Me di cuenta de que Mario se nos estaba yendo una tarde en la Real Academia Española porque lo oí, confundiendo dos realidades inconexas, mientras conversábamos camino a la sala de plenarios. Preferí pensar que la confusión era mía, pero no pude dejar de temer por él. A menudo, al leer a Virginia Woolf, sus novelas y sus diarios, sobre todo, he imaginado lo que sería para ella percibir trechos resbalosos en la coherencia de su pensar. Para mentes lúcidas cuyo mayor tesoro ha sido la potencia y placer de un intelecto extraordinario, la sensación de perder el dominio sobre este debe de ser intolerable y doloroso. Rogué que no fuera el caso de Mario.
Por ser numeraria de la Academia Nicaragüense de la Lengua, soy correspondiente de la Academia Española. La RAE me acogió desde que llegué a España y fue allí, en la hora previa al plenario, cuando los académicos coinciden en la Sala de Pastas para un breve encuentro social, cuando desarrollé mi amistad con Vargas Llosa.
Lo había conocido personalmente en los años ochenta, cuando visitó Nicaragua en el tiempo de la revolución. No se enamoró de ella, como fue el caso de otros grandes escritores. No recuerdo lo que escribió, pero sí la reticencia con que la mayoría lo recibimos por ser un intelectual “de derechas” Sin embargo, como nunca me tragué las excusas de Cuba en el caso de Heberto Padilla, la posición disidente de Mario me pareció un acto de valentía tan respetable como para no intentar borrarlo del mapa o dejar de leerlo. Leía con deslumbre sus ensayos literarios. Historia de un Deicidio donde devela las raíces múltiples de Cien años de soledad, o La orgía perpetua sobre Madame Bovary y Flaubert, son prodigios de la percepción y del puro gozo de un lector capaz de describir y regodearse con la excelencia de sus pares. Más que de sus ficciones admirables, debo admitir que soy devota de sus ensayos.

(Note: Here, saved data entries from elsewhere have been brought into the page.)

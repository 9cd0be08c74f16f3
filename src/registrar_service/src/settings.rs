use std::time::Duration;

use config::{Config, ConfigError, Environment, File};
use serde::Deserialize;

pub const DEFAULT_CONFIG_FILE: &str = "config/registrar";

pub mod env {
    pub const ENV_PREFIX: &str = "REGISTRAR";
    pub const ENV_SEPARATOR: &str = "__";
}

#[derive(Debug, Clone, Deserialize, PartialEq, Eq)]
pub struct RateLimitSettings {
    pub max_registrations: u32,
    pub window_secs: u64,
}

impl RateLimitSettings {
    pub fn window(&self) -> Duration {
        Duration::from_secs(self.window_secs)
    }
}

#[derive(Debug, Clone, Deserialize, PartialEq, Eq)]
pub struct EventSettings {
    pub channel_capacity: usize,
}

#[derive(Debug, Clone, Deserialize, PartialEq, Eq)]
pub struct RegistrarSettings {
    pub rate_limit: RateLimitSettings,
    pub call_timeout_millis: u64,
    pub events: EventSettings,
}

impl RegistrarSettings {
    /// Load settings from `.env`, `config/registrar.{json,...}` and
    /// `REGISTRAR_*` environment variables, in increasing precedence.
    pub fn load() -> Result<Self, ConfigError> {
        dotenvy::dotenv().ok();
        Self::load_from(DEFAULT_CONFIG_FILE, None)
    }

    /// Load settings from `config_file`, overlaying `env_overrides` in place of
    /// the process environment when given.
    pub fn load_from(
        config_file: &str,
        env_overrides: Option<config::Map<String, String>>,
    ) -> Result<Self, ConfigError> {
        let environment = Environment::with_prefix(env::ENV_PREFIX)
            .prefix_separator("_")
            .separator(env::ENV_SEPARATOR)
            .try_parsing(true)
            .source(env_overrides);

        let settings: Self = Config::builder()
            .set_default("rate_limit.max_registrations", 100_i64)?
            .set_default("rate_limit.window_secs", 60_i64)?
            .set_default("call_timeout_millis", 5000_i64)?
            .set_default("events.channel_capacity", 1024_i64)?
            .add_source(File::with_name(config_file).required(false))
            .add_source(environment)
            .build()?
            .try_deserialize()?;

        settings.validate()?;
        Ok(settings)
    }

    pub fn call_timeout(&self) -> Duration {
        Duration::from_millis(self.call_timeout_millis)
    }

    fn validate(&self) -> Result<(), ConfigError> {
        if self.rate_limit.window_secs == 0 {
            return Err(ConfigError::Message(
                "rate_limit.window_secs must be greater than zero".to_string(),
            ));
        }
        if self.call_timeout_millis == 0 {
            return Err(ConfigError::Message(
                "call_timeout_millis must be greater than zero".to_string(),
            ));
        }
        Ok(())
    }
}

#[cfg(test)]
mod tests {
    use super::*;

    const MISSING_FILE: &str = "config/does-not-exist";

    fn overrides(pairs: &[(&str, &str)]) -> Option<config::Map<String, String>> {
        Some(
            pairs
                .iter()
                .map(|(k, v)| (k.to_string(), v.to_string()))
                .collect(),
        )
    }

    #[test]
    fn test_defaults_apply_without_sources() {
        let settings = RegistrarSettings::load_from(MISSING_FILE, overrides(&[])).unwrap();

        assert_eq!(settings.rate_limit.max_registrations, 100);
        assert_eq!(settings.rate_limit.window(), Duration::from_secs(60));
        assert_eq!(settings.call_timeout(), Duration::from_millis(5000));
        assert_eq!(settings.events.channel_capacity, 1024);
    }

    #[test]
    fn test_environment_overrides_defaults() {
        let settings = RegistrarSettings::load_from(
            MISSING_FILE,
            overrides(&[
                ("REGISTRAR_RATE_LIMIT__MAX_REGISTRATIONS", "3"),
                ("REGISTRAR_CALL_TIMEOUT_MILLIS", "250"),
            ]),
        )
        .unwrap();

        assert_eq!(settings.rate_limit.max_registrations, 3);
        assert_eq!(settings.call_timeout(), Duration::from_millis(250));
        assert_eq!(settings.rate_limit.window_secs, 60);
    }

    #[test]
    fn test_load_reads_bundled_config_file() {
        let loaded = RegistrarSettings::load().unwrap();
        let from_file = RegistrarSettings::load_from(DEFAULT_CONFIG_FILE, None).unwrap();

        assert_eq!(loaded, from_file);
        assert!(loaded.call_timeout_millis > 0);
    }

    #[test]
    fn test_zero_window_is_rejected() {
        let result = RegistrarSettings::load_from(
            MISSING_FILE,
            overrides(&[("REGISTRAR_RATE_LIMIT__WINDOW_SECS", "0")]),
        );

        assert!(matches!(result, Err(ConfigError::Message(_))));
    }
}
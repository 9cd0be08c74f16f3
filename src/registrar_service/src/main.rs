use color_eyre::eyre::Result;
use registrar_core::{Email, User, UserId};
use registrar_service::{RegistrarService, RegistrarSettings, init_tracing, install_error_reporting};

/// Register one user from the command line against an in-process registrar.
#[tokio::main]
async fn main() -> Result<()> {
    install_error_reporting()?;
    init_tracing()?;

    let settings = RegistrarSettings::load()?;
    let service = RegistrarService::from_settings(&settings);
    let mut events = service.subscribe();

    let email = std::env::args()
        .nth(1)
        .unwrap_or_else(|| "demo@example.com".to_string());
    let user = User::new(UserId::generate(), Email::parse(email)?);

    match service.register(user).await {
        Ok(()) => tracing::info!("Registration succeeded"),
        Err(e) => tracing::warn!(error = %e, kind = ?e.kind(), "Registration failed"),
    }

    while let Ok(event) = events.try_recv() {
        tracing::info!(event_id = %event.id(), kind = %event.kind(), "Outcome event published");
    }

    service.shutdown();
    Ok(())
}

Estuve en muchas ocasiones en la cercanía de Mario, a través de la Cátedra Vargas Llosa y sus actividades. Participé en varias bienales de novela. En la segunda, en Guadalajara, recuerdo su espanto ante una carta firmada por una centena de escritores, reclamando la deficiente presencia femenina en estas. Reaccionó muy dolido por sentir que se le reprochaba sin razón y por encontrar firmas que él consideraba eran sus amigas. Creo que su nombre lo hizo blanco de un reclamo punzante que correspondía hacer a cantidad de otras similares convocatorias. Mario pagó muchos precios por su honestidad intelectual. A medida que pasó el tiempo y que sus críticas fueron demostrando su acierto, mi admiración por él creció.
Su retiro de la arena pública, cuando dejó sus columnas en EL PAÍS y anunció que Le dedico mi silencio sería su última novela, fue otra demostración de ese compromiso suyo con la realidad de su propia vida.
La última vez que lo vi en la Academia estaba delgado y demacrado; sin embargo, su elegancia, su porte de hombre apuesto, la aureola de saberse quién era sin arrogancia, me quedan en la retina. Además de sus letras que me acompañarán y acompañarán a muchas generaciones, guardaré con mucho afecto el privilegio de haberlo tenido cerca, el sonido de su risa, el ingenio de su conversación y su sentido de humor. Fue un maestro que se dio y nos dio a todos el ejemplo de un rey sol intelectual, que nunca dejó de comportarse y aceptarse como un hombre, plenamente comprometido con la vida y consciente de sus errores y aciertos. Triste despedir a quien sabemos irremplazable.